How do I handle transitioning current, non-independent private students to group?

 
Transcription:

Daniel: My biggest concern right now is transitioning my non-independent current students into a group. I don’t anticipate hesitation from parents, but I’m trying to visualize my first lesson with four kids who have only had private lessons. Do you just retrain all of them at their first lesson?

So this is the situation everyone’s going to be in. I think this is a great question. What do you do that first lesson? And if you go back and look in the archives in the SGL Facebook group, you will see a lot of posts from people in the past who are now expert at this who said, “I just had my first lesson. I feel like I was run over by a semi. I was not ready for this. I felt like it was kind of clunky.” And then if you go and look a couple months later they are totally at ease.

The point. Those kids coming into the new environment, the main thing that you’re trying to get them to understand at that first lesson is that instead of you teaching some facts, and maybe going over a portion of the song, that you’re going to give them time in the lesson to get it. And honestly the best thing, the nicest thing you could do yourself in that first lesson is to have those kids spend as much time getting a piece of repertoire across the finish line, no matter how long that takes in that lesson. You’re going to see a lot of things that you wouldn’t normally see in a one-on-one lesson, not the least of which is just how needy those kids are, and just how much they expect you to do a lot of their thinking for them, and how much they expect you to do a lot of the heavy lifting. What do I do next? What do I do next? What I do next? They’re just so used to it.

Maybe you’re different. What I’ve found with 99% of the studios that I’ve worked with on this is that they say, “Wow, I did not realize just how much my students depended on me, because I’d walk away and they would have their question card up within 15 seconds because they had some other question.” That goes away over time.

So, the first lesson, you’re going to spend an awful lot of time putting out fires in the form of question cards, because students are trying to get used to this new format, and they’re trying to handle the pressure of all this new independence. And two, just giving them time to get through their songs. The the best thing you can do to help that child feel successful that first lesson is to break down the music that they’re supposed to learn into the smallest possible chunks.

So, if they’re in level 2A of Faber, and they’re learning Whirling Leaves on page 46 and 47, have them learn the left hand pattern for the first two lines. Then have them put up your card. Walk away. They put up their card. Come back. Okay, learn the right hand for the first line. Put up your card when you’re done. Walk away. Work with someone else. They put up their card and you come back. Make sure it’s correct. If it’s not correct, have them redo it. If so, have them put the hands together for the first line, only. Just break it down into these small manageable bite-sized chunks.

Over time, the students will begin to manage themselves, and they will know the process. And I have kids now in level 2A that will learn an entire song and won’t put their card up for 10 minutes, and they will do that whole thing themselves. They need their hands held for the first couple months. They are not ready for this level of independence, and that’s how you get them ready for it is to just break that down into smallest possible chunks that you can. Past that, just kind of refer to what I said a minute ago, with some of those suggestions there, and I think you’re probably going to have a very successful first lesson.

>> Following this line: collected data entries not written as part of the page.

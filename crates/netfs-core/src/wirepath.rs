//! Wire path handling and containment
//!
//! Paths travel as NUL-terminated byte strings that always begin with `/`;
//! the single-character path `/` denotes the service root. Resolution onto
//! the service root rejects `..` components outright so a client can never
//! escape the exported tree, and never follows the kernel's idea of the
//! current directory.

use std::path::{Path, PathBuf};

use crate::error::ProtocolError;
use crate::MAX_PATH_LEN;

/// Encode a path for the wire, appending the NUL terminator.
pub fn encode_path(path: &str) -> Result<Vec<u8>, ProtocolError> {
    validate(path)?;
    let mut buf = Vec::with_capacity(path.len() + 1);
    buf.extend_from_slice(path.as_bytes());
    buf.push(0);
    Ok(buf)
}

/// Decode a received payload into a path string. The payload must be the
/// exact bytes announced by the header: path, then the terminator.
pub fn decode_path(payload: &[u8]) -> Result<String, ProtocolError> {
    let Some((&0, body)) = payload.split_last() else {
        return Err(ProtocolError::BadPath("missing NUL terminator".into()));
    };
    let path = std::str::from_utf8(body)
        .map_err(|_| ProtocolError::BadPath("path is not valid UTF-8".into()))?;
    validate(path)?;
    Ok(path.to_owned())
}

fn validate(path: &str) -> Result<(), ProtocolError> {
    if path.is_empty() {
        return Err(ProtocolError::BadPath("empty path".into()));
    }
    if !path.starts_with('/') {
        return Err(ProtocolError::BadPath(format!(
            "path must start with '/': {path:?}"
        )));
    }
    if path.len() > MAX_PATH_LEN {
        return Err(ProtocolError::PayloadTooLarge {
            size: path.len(),
            max: MAX_PATH_LEN,
        });
    }
    if path.contains('\0') {
        return Err(ProtocolError::BadPath("path contains NUL byte".into()));
    }
    Ok(())
}

/// Resolve a wire path onto the service root.
///
/// Components are appended one at a time; `.` is ignored and `..` is
/// rejected, so the result always stays inside `root` without touching the
/// filesystem.
pub fn resolve(root: &Path, wire_path: &str) -> Result<PathBuf, ProtocolError> {
    validate(wire_path)?;

    let mut result = root.to_path_buf();
    for component in wire_path.split('/').filter(|c| !c.is_empty()) {
        match component {
            "." => {}
            ".." => {
                return Err(ProtocolError::BadPath(
                    "parent directory (..) not allowed".into(),
                ));
            }
            name => result.push(name),
        }
    }

    // Belt-and-suspenders containment check.
    if !result.starts_with(root) {
        return Err(ProtocolError::BadPath("path escapes service root".into()));
    }

    Ok(result)
}

/// True when the wire path names the service root itself.
pub fn is_root(wire_path: &str) -> bool {
    wire_path == "/"
}

#[cfg(test)]
mod tests {
    use super::*;

    #[test]
    fn test_encode_appends_terminator() {
        assert_eq!(encode_path("/a").unwrap(), b"/a\0");
        assert_eq!(encode_path("/").unwrap(), b"/\0");
    }

    #[test]
    fn test_decode_roundtrip() {
        let wire = encode_path("/srv/data/file.txt").unwrap();
        assert_eq!(decode_path(&wire).unwrap(), "/srv/data/file.txt");
    }

    #[test]
    fn test_decode_rejects_missing_terminator() {
        assert!(decode_path(b"/abc").is_err());
        assert!(decode_path(b"").is_err());
    }

    #[test]
    fn test_decode_rejects_relative() {
        assert!(decode_path(b"abc\0").is_err());
    }

    #[test]
    fn test_decode_rejects_non_utf8() {
        assert!(decode_path(b"/\xFF\xFE\0").is_err());
    }

    #[test]
    fn test_resolve_root_maps_to_service_root() {
        let root = Path::new("/srv/share");
        assert_eq!(resolve(root, "/").unwrap(), PathBuf::from("/srv/share"));
    }

    #[test]
    fn test_resolve_joins_components() {
        let root = Path::new("/srv/share");
        assert_eq!(
            resolve(root, "/a/b.txt").unwrap(),
            PathBuf::from("/srv/share/a/b.txt")
        );
    }

    #[test]
    fn test_resolve_rejects_traversal() {
        let root = Path::new("/srv/share");
        assert!(resolve(root, "/../etc/passwd").is_err());
        assert!(resolve(root, "/a/../../b").is_err());
    }

    #[test]
    fn test_resolve_ignores_dot_and_empty() {
        let root = Path::new("/srv/share");
        assert_eq!(
            resolve(root, "/a//./b").unwrap(),
            PathBuf::from("/srv/share/a/b")
        );
    }

    #[test]
    fn test_path_length_limit() {
        let long = format!("/{}", "x".repeat(MAX_PATH_LEN));
        assert!(encode_path(&long).is_err());
    }
}
//! Platform-specific bulk file transfer
//!
//! The READ data path moves file bytes straight into the socket with
//! sendfile(2) where the platform provides it (Linux TCP sockets), and
//! falls back to a buffered pread+send loop everywhere else, including the
//! in-memory duplex streams the tests run against.

use std::fs::File;
use std::io;
use std::sync::Arc;

use async_trait::async_trait;
use tokio::io::{AsyncRead, AsyncWrite, AsyncWriteExt};
use tokio::net::TcpStream;

use crate::TRANSFER_BUF_SIZE;

/// Largest single sendfile submission; keeps one worker from hogging the
/// reactor on a huge range.
const MAX_SENDFILE_CHUNK: u64 = 1024 * 1024;

/// A byte stream that can accept a file range, zero-copy when possible.
///
/// The default implementation is the portable buffered loop; transports
/// with a kernel fast path override it.
#[async_trait]
pub trait FileStream: AsyncRead + AsyncWrite + Unpin + Send {
    /// Send `len` bytes of `file` starting at `offset`. Returns the bytes
    /// actually sent, which is short if the file ends early or the peer
    /// stops accepting data.
    async fn send_file_range(&mut self, file: &File, offset: u64, len: u64) -> io::Result<u64> {
        copy_range_buffered(file, self, offset, len).await
    }
}

/// Buffered pread+send loop, the portable transfer path. The pread runs on
/// the blocking pool so a slow disk never stalls a runtime thread.
pub async fn copy_range_buffered<W>(
    file: &File,
    sink: &mut W,
    offset: u64,
    len: u64,
) -> io::Result<u64>
where
    W: AsyncWrite + Unpin + Send + ?Sized,
{
    let reader = Arc::new(file.try_clone()?);
    let mut buf = vec![0u8; TRANSFER_BUF_SIZE.min(len as usize).max(1)];
    let mut sent = 0u64;

    while sent < len {
        let want = ((len - sent) as usize).min(buf.len());
        let pos = offset + sent;
        let reader = reader.clone();

        let (returned, n) = tokio::task::spawn_blocking(move || {
            use std::os::unix::fs::FileExt;
            let n = reader.read_at(&mut buf[..want], pos)?;
            Ok::<_, io::Error>((buf, n))
        })
        .await
        .map_err(|e| io::Error::new(io::ErrorKind::Other, e))??;
        buf = returned;

        if n == 0 {
            // File ended before the requested range; short transfer.
            break;
        }
        sink.write_all(&buf[..n]).await?;
        sent += n as u64;
    }

    sink.flush().await?;
    Ok(sent)
}

impl FileStream for tokio::io::DuplexStream {}

#[cfg(target_os = "linux")]
#[async_trait]
impl FileStream for TcpStream {
    async fn send_file_range(&mut self, file: &File, offset: u64, len: u64) -> io::Result<u64> {
        use std::os::unix::io::AsRawFd;
        use tokio::io::Interest;

        let file_fd = file.as_raw_fd();
        let mut off = offset as libc::off_t;
        let mut total = 0u64;

        while total < len {
            let remaining = len - total;
            self.writable().await?;

            let result = self.try_io(Interest::WRITABLE, || {
                let count = remaining.min(MAX_SENDFILE_CHUNK) as usize;
                let n = unsafe { libc::sendfile(self.as_raw_fd(), file_fd, &mut off, count) };
                if n < 0 {
                    Err(io::Error::last_os_error())
                } else {
                    Ok(n as u64)
                }
            });

            match result {
                // sendfile returns 0 once the file has no more bytes at off
                Ok(0) => break,
                Ok(n) => total += n,
                Err(e) if e.kind() == io::ErrorKind::WouldBlock => continue,
                Err(e)
                    if e.raw_os_error() == Some(libc::EINVAL)
                        || e.raw_os_error() == Some(libc::ENOSYS) =>
                {
                    // Source filesystem cannot back sendfile; buffered path
                    // picks up where the kernel left off.
                    let sent =
                        copy_range_buffered(file, self, offset + total, len - total).await?;
                    return Ok(total + sent);
                }
                Err(e) => return Err(e),
            }
        }

        Ok(total)
    }
}

#[cfg(not(target_os = "linux"))]
impl FileStream for TcpStream {}

#[cfg(test)]
mod tests {
    use super::*;
    use tokio::io::AsyncReadExt;

    #[tokio::test]
    async fn test_buffered_copy_full_range() {
        let dir = tempfile::tempdir().unwrap();
        let path = dir.path().join("data.bin");
        let content: Vec<u8> = (0..200_000u32).map(|i| (i % 251) as u8).collect();
        std::fs::write(&path, &content).unwrap();

        let file = File::open(&path).unwrap();
        let (mut read_end, mut write_end) = tokio::io::duplex(64 * 1024);

        let len = content.len() as u64;
        let sender =
            tokio::spawn(
                async move { copy_range_buffered(&file, &mut write_end, 0, len).await },
            );

        let mut received = Vec::new();
        read_end.read_to_end(&mut received).await.unwrap();
        assert_eq!(sender.await.unwrap().unwrap(), len);
        assert_eq!(received, content);
    }

    #[tokio::test]
    async fn test_buffered_copy_offset_and_short_file() {
        let dir = tempfile::tempdir().unwrap();
        let path = dir.path().join("data.bin");
        std::fs::write(&path, b"0123456789").unwrap();

        let file = File::open(&path).unwrap();
        let (mut read_end, mut write_end) = tokio::io::duplex(1024);

        // Ask for 100 bytes at offset 6: only 4 exist.
        let sender =
            tokio::spawn(async move { copy_range_buffered(&file, &mut write_end, 6, 100).await });

        let mut received = Vec::new();
        read_end.read_to_end(&mut received).await.unwrap();
        assert_eq!(sender.await.unwrap().unwrap(), 4);
        assert_eq!(received, b"6789");
    }

    #[tokio::test]
    async fn test_buffered_copy_offset_past_eof() {
        let dir = tempfile::tempdir().unwrap();
        let path = dir.path().join("data.bin");
        std::fs::write(&path, b"abc").unwrap();

        let file = File::open(&path).unwrap();
        let (mut read_end, mut write_end) = tokio::io::duplex(64);

        let sender =
            tokio::spawn(async move { copy_range_buffered(&file, &mut write_end, 10, 5).await });

        let mut received = Vec::new();
        read_end.read_to_end(&mut received).await.unwrap();
        assert_eq!(sender.await.unwrap().unwrap(), 0);
        assert!(received.is_empty());
    }
}
//! Server-side request handlers
//!
//! One handler per request type. Each handler owns the connection from the
//! decoded header until close: it reads the path payload of exactly the
//! announced length, resolves it onto the service root, and answers with a
//! status word followed by the response body. Filesystem failures become
//! statuses, never crashes, and every code path writes a defined response.

use std::io;
use std::path::PathBuf;

use tokio::fs;
use tracing::{debug, warn};

use netfs_core::translate::record_from_metadata;
use netfs_core::{wire, wirepath, AttrRecord, MessageType, Status};

use crate::transfer::FileStream;
use crate::transport::{Transport, TransportError};

/// The exported tree plus the identity attributes are translated against.
#[derive(Clone, Debug)]
pub struct Service {
    root: PathBuf,
    euid: u32,
}

impl Service {
    /// Service rooted at `root`, using the process's effective uid for
    /// identity redaction.
    pub fn new(root: PathBuf) -> Self {
        // SAFETY: geteuid has no failure modes and touches no memory.
        let euid = unsafe { libc::geteuid() };
        Self::with_identity(root, euid)
    }

    /// Explicit identity, used by tests to exercise both redaction arms.
    pub fn with_identity(root: PathBuf, euid: u32) -> Self {
        Self { root, euid }
    }

    pub fn root(&self) -> &PathBuf {
        &self.root
    }

    fn resolve(&self, wire_path: &str) -> Result<PathBuf, Status> {
        wirepath::resolve(&self.root, wire_path).map_err(|e| {
            warn!("rejected path {:?}: {}", wire_path, e);
            Status::AccessDenied
        })
    }
}

/// Route a decoded header to its handler.
pub async fn dispatch<S: FileStream>(
    service: &Service,
    transport: &mut Transport<S>,
    msg_type: MessageType,
    payload_len: u64,
) -> Result<(), TransportError> {
    match msg_type {
        MessageType::List => handle_list(service, transport, payload_len).await,
        MessageType::GetAttributes => handle_getattr(service, transport, payload_len).await,
        MessageType::Open => handle_open(service, transport, payload_len).await,
        MessageType::Read => handle_read(service, transport, payload_len).await,
    }
}

/// LIST: status, then length-prefixed names, then the zero terminator.
pub async fn handle_list<S: FileStream>(
    service: &Service,
    transport: &mut Transport<S>,
    payload_len: u64,
) -> Result<(), TransportError> {
    let path = transport.read_path(payload_len).await?;
    debug!("list: {}", path);

    let resolved = match service.resolve(&path) {
        Ok(p) => p,
        Err(status) => return transport.write_status(status).await,
    };

    let mut entries = match fs::read_dir(&resolved).await {
        Ok(entries) => entries,
        Err(e) => {
            debug!("list {:?} failed: {}", resolved, e);
            return transport.write_status(status_for(&e)).await;
        }
    };

    transport.write_status(Status::Ok).await?;

    loop {
        let entry = match entries.next_entry().await {
            Ok(Some(entry)) => entry,
            Ok(None) => break,
            Err(e) => {
                // The status is already committed; end the stream early
                // rather than poison it, but leave a trace.
                warn!("listing {:?} ended early: {}", resolved, e);
                break;
            }
        };
        let name = entry.file_name();
        match wire::encode_dir_entry(name_bytes(&name)) {
            Ok(encoded) => transport.write_exact(&encoded).await?,
            Err(e) => {
                // Unrepresentable name; skip rather than poison the stream.
                warn!("skipping entry {:?}: {}", name, e);
            }
        }
    }

    transport.write_exact(&wire::DIR_STREAM_END).await?;
    transport.flush().await
}

/// GET_ATTRIBUTES: status, then on success the 56-byte translated record.
/// The root path is answered synthetically without touching the filesystem.
pub async fn handle_getattr<S: FileStream>(
    service: &Service,
    transport: &mut Transport<S>,
    payload_len: u64,
) -> Result<(), TransportError> {
    let path = transport.read_path(payload_len).await?;
    debug!("getattr: {}", path);

    if wirepath::is_root(&path) {
        transport.write_status(Status::Ok).await?;
        transport
            .write_exact(&wire::encode_attr(&AttrRecord::synthetic_root()))
            .await?;
        return transport.flush().await;
    }

    let resolved = match service.resolve(&path) {
        Ok(p) => p,
        Err(status) => return transport.write_status(status).await,
    };

    match fs::metadata(&resolved).await {
        Ok(meta) => {
            let record = record_from_metadata(&meta, service.euid);
            transport.write_status(Status::Ok).await?;
            transport.write_exact(&wire::encode_attr(&record)).await?;
            transport.flush().await
        }
        Err(e) => {
            debug!("getattr {:?} failed: {}", resolved, e);
            transport.write_status(status_for(&e)).await
        }
    }
}

/// OPEN: probe that the path opens read-only; status is the whole response.
/// Nothing survives the connection, so READ re-resolves on its own.
pub async fn handle_open<S: FileStream>(
    service: &Service,
    transport: &mut Transport<S>,
    payload_len: u64,
) -> Result<(), TransportError> {
    let path = transport.read_path(payload_len).await?;
    debug!("open: {}", path);

    let resolved = match service.resolve(&path) {
        Ok(p) => p,
        Err(status) => return transport.write_status(status).await,
    };

    let status = match fs::File::open(&resolved).await {
        Ok(_) => Status::Ok,
        Err(e) => {
            debug!("open {:?} failed: {}", resolved, e);
            status_for(&e)
        }
    };

    transport.write_status(status).await?;
    transport.flush().await
}

/// READ: after the path, the client sends `offset: u64` and `length: u64`.
/// The response is status, the promised byte count (never more than the
/// file holds past `offset`), then exactly that many content bytes. A
/// short transfer simply ends the stream early.
pub async fn handle_read<S: FileStream>(
    service: &Service,
    transport: &mut Transport<S>,
    payload_len: u64,
) -> Result<(), TransportError> {
    let path = transport.read_path(payload_len).await?;
    let offset = transport.read_u64().await?;
    let length = transport.read_u64().await?;
    debug!("read: {} offset={} length={}", path, offset, length);

    let resolved = match service.resolve(&path) {
        Ok(p) => p,
        Err(status) => return transport.write_status(status).await,
    };

    let file = match fs::File::open(&resolved).await {
        Ok(f) => f,
        Err(e) => {
            debug!("read open {:?} failed: {}", resolved, e);
            return transport.write_status(status_for(&e)).await;
        }
    };

    let file_size = match file.metadata().await {
        Ok(meta) => meta.len(),
        Err(e) => {
            debug!("read stat {:?} failed: {}", resolved, e);
            return transport.write_status(status_for(&e)).await;
        }
    };

    let promised = length
        .min(file_size.saturating_sub(offset))
        .min(u64::from(u32::MAX)) as u32;

    transport.write_status(Status::Ok).await?;
    transport.write_u32(promised).await?;

    // The transfer path works on the raw descriptor (sendfile or pread).
    let file = file.into_std().await;
    let sent = transport
        .send_file_range(&file, offset, u64::from(promised))
        .await?;
    if sent < u64::from(promised) {
        // The file shrank under us; the client sees the short count as the
        // true read length.
        debug!("short transfer on {:?}: {} of {}", resolved, sent, promised);
    }

    transport.flush().await
}

fn status_for(e: &io::Error) -> Status {
    match e.kind() {
        io::ErrorKind::NotFound => Status::NotFound,
        io::ErrorKind::PermissionDenied => Status::AccessDenied,
        _ if e.raw_os_error() == Some(libc::ENOTDIR) => Status::NotADirectory,
        _ => Status::Io,
    }
}

#[cfg(unix)]
fn name_bytes(name: &std::ffi::OsStr) -> &[u8] {
    use std::os::unix::ffi::OsStrExt;
    name.as_bytes()
}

So yeah. Let’s see. Does anyone in the gallery here have a question?

Lindsay: Yeah. I think you kind of answered it, but it’s about, to me, I think the key is the walk away part. I’ve noticed in your teaching you give them the chance to do everything before you correct, because like what you were saying, what we do is a lot of immediate correction so that they depend on that and get used to it.

Is it accurate to say that basically it’s, I think you just answered it. The key is nurturing and fostering an independency that we have not been doing, because we really didn’t have time. In many cases I think that’s the key, is not really having time.

Daniel: And that’s a struggle I’ve had in communicating this, because I don’t want to get anyone here to get a sense that there’s some sort of judgment for it. It was necessary. We had to do it. If we wanted to get to measure 12 in that difficult dotted quarter rhythm, we couldn’t get hung up on measure six, so we had to get them 75% of the way there and then let them get the last 25%. The beauty of what we’re doing inside of SGL, or the beauty in the way we’re doing it inside of the group, is that over time we can be less and less helpful, which makes them more and more capable. This is how it works over time for them to just be completely self-sustaining. It makes home practice easier because they don’t need me in the lesson. They don’t need me at home.

So, the kid that would typically get stuck and spend 167-and-a-half hours of the week practicing it wrong, and a half hour a week getting it right with me, it’s now completely the opposite. The most trouble they have with them during the whole week is while they’re with me, and then the rest of the time they know how to self manage and they’ve already learned the song, and they’re not practicing it with mistakes, which over time lends itself to incredibly good sight reading.